▶ _Assigned task_: Looking through the listing that follows, count every line with the string "write" and state the number alone.

▶ _Material for this task_:
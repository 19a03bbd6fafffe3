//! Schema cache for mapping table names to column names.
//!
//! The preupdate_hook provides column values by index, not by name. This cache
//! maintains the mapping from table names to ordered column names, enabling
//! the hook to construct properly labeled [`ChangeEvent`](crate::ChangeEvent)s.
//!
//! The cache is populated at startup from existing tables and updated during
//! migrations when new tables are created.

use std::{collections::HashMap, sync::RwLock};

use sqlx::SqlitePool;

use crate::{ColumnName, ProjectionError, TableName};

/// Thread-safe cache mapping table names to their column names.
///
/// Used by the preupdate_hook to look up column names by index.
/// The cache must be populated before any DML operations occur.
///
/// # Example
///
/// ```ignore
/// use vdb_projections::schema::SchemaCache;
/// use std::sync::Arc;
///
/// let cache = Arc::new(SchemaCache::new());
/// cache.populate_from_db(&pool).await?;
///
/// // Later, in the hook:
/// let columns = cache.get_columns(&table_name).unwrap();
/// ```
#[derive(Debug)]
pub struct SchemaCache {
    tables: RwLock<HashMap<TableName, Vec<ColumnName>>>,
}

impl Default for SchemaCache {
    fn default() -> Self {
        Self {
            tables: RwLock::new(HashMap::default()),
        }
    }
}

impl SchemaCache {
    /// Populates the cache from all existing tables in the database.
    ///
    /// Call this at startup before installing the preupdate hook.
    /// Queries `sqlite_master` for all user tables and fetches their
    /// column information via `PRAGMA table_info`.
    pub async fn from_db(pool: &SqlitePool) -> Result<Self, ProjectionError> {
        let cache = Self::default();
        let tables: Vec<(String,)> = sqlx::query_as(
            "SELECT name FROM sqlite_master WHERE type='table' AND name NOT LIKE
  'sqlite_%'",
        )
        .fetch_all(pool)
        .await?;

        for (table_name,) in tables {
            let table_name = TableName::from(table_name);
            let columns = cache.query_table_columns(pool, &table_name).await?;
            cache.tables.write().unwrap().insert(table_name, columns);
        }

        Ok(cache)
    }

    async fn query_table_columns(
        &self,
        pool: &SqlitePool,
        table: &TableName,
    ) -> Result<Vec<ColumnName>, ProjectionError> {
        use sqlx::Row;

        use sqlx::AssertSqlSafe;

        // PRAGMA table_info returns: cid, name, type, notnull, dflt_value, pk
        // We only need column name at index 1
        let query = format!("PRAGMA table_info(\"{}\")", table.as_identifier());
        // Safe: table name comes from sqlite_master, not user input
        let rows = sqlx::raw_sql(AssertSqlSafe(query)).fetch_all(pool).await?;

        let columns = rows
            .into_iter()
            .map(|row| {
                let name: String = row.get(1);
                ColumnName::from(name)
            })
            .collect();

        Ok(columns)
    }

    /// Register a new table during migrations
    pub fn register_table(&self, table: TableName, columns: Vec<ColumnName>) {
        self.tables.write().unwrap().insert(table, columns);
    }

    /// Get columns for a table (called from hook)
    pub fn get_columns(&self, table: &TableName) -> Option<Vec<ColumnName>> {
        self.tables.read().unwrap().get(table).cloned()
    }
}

---

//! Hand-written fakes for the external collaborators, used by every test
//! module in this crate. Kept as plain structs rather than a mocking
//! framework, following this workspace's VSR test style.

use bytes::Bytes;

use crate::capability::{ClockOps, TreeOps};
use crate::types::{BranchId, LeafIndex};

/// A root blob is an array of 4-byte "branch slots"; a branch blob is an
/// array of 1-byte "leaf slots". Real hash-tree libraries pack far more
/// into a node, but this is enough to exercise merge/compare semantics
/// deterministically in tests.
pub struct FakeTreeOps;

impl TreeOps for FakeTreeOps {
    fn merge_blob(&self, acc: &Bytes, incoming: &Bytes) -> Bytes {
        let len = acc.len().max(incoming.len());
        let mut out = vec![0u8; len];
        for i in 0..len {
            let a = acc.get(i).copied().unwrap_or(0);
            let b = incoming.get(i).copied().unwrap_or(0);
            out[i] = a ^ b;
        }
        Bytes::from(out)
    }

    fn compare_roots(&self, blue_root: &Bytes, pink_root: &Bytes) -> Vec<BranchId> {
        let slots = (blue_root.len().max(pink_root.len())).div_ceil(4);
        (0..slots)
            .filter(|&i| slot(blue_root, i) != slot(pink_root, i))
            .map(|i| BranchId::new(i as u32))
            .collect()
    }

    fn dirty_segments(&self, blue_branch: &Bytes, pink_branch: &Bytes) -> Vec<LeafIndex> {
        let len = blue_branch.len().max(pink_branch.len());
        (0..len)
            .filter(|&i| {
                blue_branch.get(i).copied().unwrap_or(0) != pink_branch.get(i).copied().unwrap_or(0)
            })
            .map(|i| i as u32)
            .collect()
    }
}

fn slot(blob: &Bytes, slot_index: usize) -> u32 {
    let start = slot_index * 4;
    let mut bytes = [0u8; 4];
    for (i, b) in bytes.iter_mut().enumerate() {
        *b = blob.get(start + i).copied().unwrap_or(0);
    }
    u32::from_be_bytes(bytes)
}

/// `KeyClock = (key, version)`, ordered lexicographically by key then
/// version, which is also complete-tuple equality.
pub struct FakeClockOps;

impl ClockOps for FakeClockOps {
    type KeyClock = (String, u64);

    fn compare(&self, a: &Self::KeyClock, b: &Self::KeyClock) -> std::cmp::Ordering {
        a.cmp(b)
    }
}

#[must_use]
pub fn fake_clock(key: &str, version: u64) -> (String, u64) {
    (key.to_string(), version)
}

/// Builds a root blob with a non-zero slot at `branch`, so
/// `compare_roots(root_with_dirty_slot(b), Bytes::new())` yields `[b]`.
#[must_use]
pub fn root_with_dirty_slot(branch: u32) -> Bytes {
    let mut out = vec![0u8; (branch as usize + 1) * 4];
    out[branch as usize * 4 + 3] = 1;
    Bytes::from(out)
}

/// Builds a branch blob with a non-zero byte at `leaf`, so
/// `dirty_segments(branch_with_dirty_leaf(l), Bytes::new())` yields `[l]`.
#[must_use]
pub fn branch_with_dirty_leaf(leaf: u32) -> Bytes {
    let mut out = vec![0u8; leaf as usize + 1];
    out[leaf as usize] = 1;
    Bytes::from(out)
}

▶ _Solution for this problem_: 2